12.   TERMINATION OF EMPLOYMENT.

      (a) Termination by Mutual Agreement. The Parties may terminate this
Agreement by mutual agreement at any time. If they do so, Lorber's entitlements
shall be as the Parties mutually agree.

      (b) General. Notwithstanding anything to the contrary herein, in the event
of termination of Lorber's employment under this Agreement, he or his
Beneficiary, as the case may be, shall be entitled to receive (in addition to
payments and benefits under, and except as specifically provided in, subsections
(c) through (h) below, as applicable):

            (i) his Salary through the date of termination;

            (ii) any unused vacation from prior years;

            (iii) any annual bonus for the current Fiscal Year, prorated to the
date of termination;

            (iv) any annual or special bonus previously awarded but not yet paid
to him;

                                       8


            (v) any deferred compensation under any incentive compensation plan
of Nathan's or any deferred compensation agreement then in effect; and

            (vi) any other compensation or benefits, including without
limitation long-term incentive compensation described in Section 7 above,
benefits under equity grants and awards described in Section 8 above and
employee benefits under plans described in Section 11 above, that have vested
through the date of termination or to which he may then be entitled in
accordance with the applicable terms and conditions of each grant, award or
plan.

      (c) Termination due to Retirement. In the event that Lorber's employment
terminates due to Retirement, he shall be entitled to the compensation and
benefits specified in Section 12(b).

      (d) Termination due to Death. In the event that Lorber's employment
terminates due to his death, his Beneficiary shall be entitled, in addition to
the compensation and benefits specified in Section 12(b), to his Salary and
annual bonuses payable for a three-year period. For the purposes hereof, such
annual bonus shall be equal to the average of the annual bonuses awarded to him
during the three Fiscal Years preceding the Fiscal Year of termination.
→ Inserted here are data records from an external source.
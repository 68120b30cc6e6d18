//! Bloom mip-chain pipelines.
//!
//! The bright extraction is filtered down a chain of progressively halved
//! mips with a 13-tap downsample, then walked back up with a 3x3 tent
//! upsample that blends additively into the next finer mip. Mip 0 of the
//! chain holds the finished bloom the composite pass reads.

use crate::pipelines::{HDR_FORMAT, mk_render_pipeline};

/// Per-stage filter constants: source texel size and the tent radius.
#[repr(C)]
#[derive(Debug, Copy, Clone, bytemuck::Pod, bytemuck::Zeroable)]
pub struct FilterUniform {
    pub texel: [f32; 2],
    pub radius: f32,
    pub _pad: f32,
}

/// Extents of the bloom chain for a given surface size: mip `i` is the
/// surface halved `i + 1` times, floored. Extents clamp at one texel;
/// strict halving past that would yield a zero extent, which is not a
/// valid slot size.
pub fn mip_chain_extents(width: u32, height: u32, chain_length: usize) -> Vec<(u32, u32)> {
    let mut extents = Vec::with_capacity(chain_length);
    let (mut w, mut h) = (width, height);
    for _ in 0..chain_length {
        w = (w / 2).max(1);
        h = (h / 2).max(1);
        extents.push((w, h));
    }
    extents
}

pub fn mk_downsample_pipeline(
    device: &wgpu::Device,
    filter_layout: &wgpu::BindGroupLayout,
) -> wgpu::RenderPipeline {
    let layout = device.create_pipeline_layout(&wgpu::PipelineLayoutDescriptor {
        label: Some("Bloom Downsample Pipeline Layout"),
        bind_group_layouts: &[filter_layout],
        push_constant_ranges: &[],
    });

    let shader = wgpu::ShaderModuleDescriptor {
        label: Some("Bloom Downsample Shader"),
        source: wgpu::ShaderSource::Wgsl(include_str!("downsample.wgsl").into()),
    };

    mk_render_pipeline(
        device,
        &layout,
        &[Some(wgpu::ColorTargetState {
            format: HDR_FORMAT,
            blend: Some(wgpu::BlendState::REPLACE),
            write_mask: wgpu::ColorWrites::ALL,
        })],
        None,
        &[],
        None,
        shader,
        "Bloom Downsample Pipeline",
    )
}

/// Upsample blends additively so each coarser mip accumulates into the finer
/// one it is drawn onto.
pub fn mk_upsample_pipeline(
    device: &wgpu::Device,
    filter_layout: &wgpu::BindGroupLayout,
) -> wgpu::RenderPipeline {
    let layout = device.create_pipeline_layout(&wgpu::PipelineLayoutDescriptor {
        label: Some("Bloom Upsample Pipeline Layout"),
        bind_group_layouts: &[filter_layout],
        push_constant_ranges: &[],
    });

    let shader = wgpu::ShaderModuleDescriptor {
        label: Some("Bloom Upsample Shader"),
        source: wgpu::ShaderSource::Wgsl(include_str!("upsample.wgsl").into()),
    };

    mk_render_pipeline(
        device,
        &layout,
        &[Some(wgpu::ColorTargetState {
            format: HDR_FORMAT,
            blend: Some(wgpu::BlendState {
                color: wgpu::BlendComponent {
                    src_factor: wgpu::BlendFactor::One,
                    dst_factor: wgpu::BlendFactor::One,
                    operation: wgpu::BlendOperation::Add,
                },
                alpha: wgpu::BlendComponent::OVER,
            }),
            write_mask: wgpu::ColorWrites::ALL,
        })],
        None,
        &[],
        None,
        shader,
        "Bloom Upsample Pipeline",
    )
}

#[cfg(test)]
mod tests {
    use super::*;

    #[test]
    fn chain_halves_the_surface_at_every_mip() {
        let extents = mip_chain_extents(640, 480, 5);
        assert_eq!(
            extents,
            vec![(320, 240), (160, 120), (80, 60), (40, 30), (20, 15)]
        );
    }

    #[test]
    fn odd_extents_floor() {
        let extents = mip_chain_extents(641, 479, 2);
        assert_eq!(extents, vec![(320, 239), (160, 119)]);
    }

    #[test]
    fn tiny_surfaces_clamp_at_one_texel() {
        let extents = mip_chain_extents(8, 2, 5);
        assert_eq!(extents, vec![(4, 1), (2, 1), (1, 1), (1, 1), (1, 1)]);
    }

    #[test]
    fn chain_length_zero_yields_no_mips() {
        assert!(mip_chain_extents(640, 480, 0).is_empty());
    }
}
      (e) Termination due to Disability. In the event of Disability, Nathan's or
Lorber may terminate Lorber's employment. If Lorber's employment terminates due
to Disability, he shall be entitled, in addition to the compensation and
benefits specified in Section 12(b), to his Salary and annual bonuses payable
for a three-year period, offset by any long-term disability insurance benefit
that Nathan's has provided for him and for which it has paid the applicable
group or individual insurance premiums. For the purposes hereof, such annual
bonus shall be equal to the average of the annual bonuses awarded to him during
the three Fiscal Years preceding the Fiscal Year of termination.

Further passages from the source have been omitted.